__Instructions to follow__: Below is a set of records; restate each one word for word.

** Opening Working data block **

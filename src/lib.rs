//! Tracklist Core Library
//!
//! Turns the free-form text attached to a mix (a video description and its
//! top comments) into a structured, de-duplicated, ordered tracklist, with
//! each track resolved to a playable reference when possible.
//!
//! # Architecture
//!
//! The library is organized into the following modules:
//! - [`text`] - Markup stripping, entity decoding, line-break normalization
//! - [`parser`] - Ordered heuristic line patterns and timestamp parsing
//! - [`validate`] - Structural candidate checks
//! - [`merge`] - Near-duplicate collapsing, ordering and source selection
//! - [`resolver`] - Concurrent, failure-isolated search resolution
//! - [`assemble`] - Threshold check and result construction
//! - [`pipeline`] - The [`extract`] entry point
//! - [`source`] - Text source collaborators
//! - [`config`] - Tunables with defaults and TOML loading
//!
//! # Example
//!
//! ```no_run
//! use std::sync::Arc;
//! use tracklist_core::{ExtractionConfig, FallbackOnlySearch, SourceText, extract};
//!
//! # async fn example() -> Result<(), Box<dyn std::error::Error>> {
//! let source = SourceText::new().with_description(
//!     "00:00 - Artist A - Song A\n03:25 - Artist B - Song B\n06:45 - Artist C - Song C",
//! );
//! let result = extract(
//!     "video-id",
//!     &source,
//!     Arc::new(FallbackOnlySearch),
//!     None,
//!     &ExtractionConfig::default(),
//! )
//! .await?;
//! assert!(result.accepted);
//! # Ok(())
//! # }
//! ```

// Clippy lints - strict for library code
#![deny(clippy::unwrap_used)]
#![deny(clippy::expect_used)]
#![warn(clippy::pedantic)]
#![allow(clippy::module_name_repetitions)]

pub mod assemble;
pub mod config;
pub mod merge;
pub mod model;
pub mod parser;
pub mod pipeline;
pub mod resolver;
pub mod source;
#[cfg(test)]
pub mod test_support;
pub mod text;
pub(crate) mod user_agent;
mod utils;
pub mod validate;

// Re-export commonly used types
pub use config::{ConfigError, ExtractionConfig};
pub use merge::{DEFAULT_MERGE_WINDOW_SECONDS, dedup_candidates};
pub use model::{
    Candidate, ExtractedFrom, ExtractionResult, ExtractionStats, ResolutionStatus, ResolvedTrack,
    SourceType, ValidatedCandidate, VideoKind,
};
pub use parser::{ParseOptions, ParseOutcome, parse_timestamp, parse_tracklist, timestamp_to_seconds};
pub use pipeline::{ExtractError, ExtractionStage, extract};
pub use resolver::{
    DetailProvider, FallbackOnlySearch, ResolveError, ResolverOptions, SearchHit, SearchProvider,
    TrackDetails, TrackResolver, YouTubeClient,
};
pub use source::{Comment, SourceError, SourceText, TextSource};
pub use text::normalize_text;
pub use validate::{RejectReason, validate};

** Closing Working data block **

__Solution for this exercise__:
filename src/lib.rs
//! Tracklist Core Library
//!
//! Turns the free-form text attached to a mix (a video description and its
//! top comments) into a structured, de-duplicated, ordered tracklist, with
//! each track resolved to a playable reference when possible.
//!
//! # Architecture
//!
//! The library is organized into the following modules:
//! - [`text`] - Markup stripping, entity decoding, line-break normalization
//! - [`parser`] - Ordered heuristic line patterns and timestamp parsing
//! - [`validate`] - Structural candidate checks
//! - [`merge`] - Near-duplicate collapsing, ordering and source selection
//! - [`resolver`] - Concurrent, failure-isolated search resolution
//! - [`assemble`] - Threshold check and result construction
//! - [`pipeline`] - The [`extract`] entry point
//! - [`source`] - Text source collaborators
//! - [`config`] - Tunables with defaults and TOML loading
//!
//! # Example
//!
//! ```no_run
//! use std::sync::Arc;
//! use tracklist_core::{ExtractionConfig, FallbackOnlySearch, SourceText, extract};
//!
//! # async fn example() -> Result<(), Box<dyn std::error::Error>> {
//! let source = SourceText::new().with_description(
//!     "00:00 - Artist A - Song A\n03:25 - Artist B - Song B\n06:45 - Artist C - Song C",
//! );
//! let result = extract(
//!     "video-id",
//!     &source,
//!     Arc::new(FallbackOnlySearch),
//!     None,
//!     &ExtractionConfig::default(),
//! )
//! .await?;
//! assert!(result.accepted);
//! # Ok(())
//! # }
//! ```

// Clippy lints - strict for library code
#![deny(clippy::unwrap_used)]
#![deny(clippy::expect_used)]
#![warn(clippy::pedantic)]
#![allow(clippy::module_name_repetitions)]

pub mod assemble;
pub mod config;
pub mod merge;
pub mod model;
pub mod parser;
pub mod pipeline;
pub mod resolver;
pub mod source;
#[cfg(test)]
pub mod test_support;
pub mod text;
pub(crate) mod user_agent;
mod utils;
pub mod validate;

// Re-export commonly used types
pub use config::{ConfigError, ExtractionConfig};
pub use merge::{DEFAULT_MERGE_WINDOW_SECONDS, dedup_candidates};
pub use model::{
    Candidate, ExtractedFrom, ExtractionResult, ExtractionStats, ResolutionStatus, ResolvedTrack,
    SourceType, ValidatedCandidate, VideoKind,
};
pub use parser::{ParseOptions, ParseOutcome, parse_timestamp, parse_tracklist, timestamp_to_seconds};
pub use pipeline::{ExtractError, ExtractionStage, extract};
pub use resolver::{
    DetailProvider, FallbackOnlySearch, ResolveError, ResolverOptions, SearchHit, SearchProvider,
    TrackDetails, TrackResolver, YouTubeClient,
};
pub use source::{Comment, SourceError, SourceText, TextSource};
pub use text::normalize_text;
pub use validate::{RejectReason, validate};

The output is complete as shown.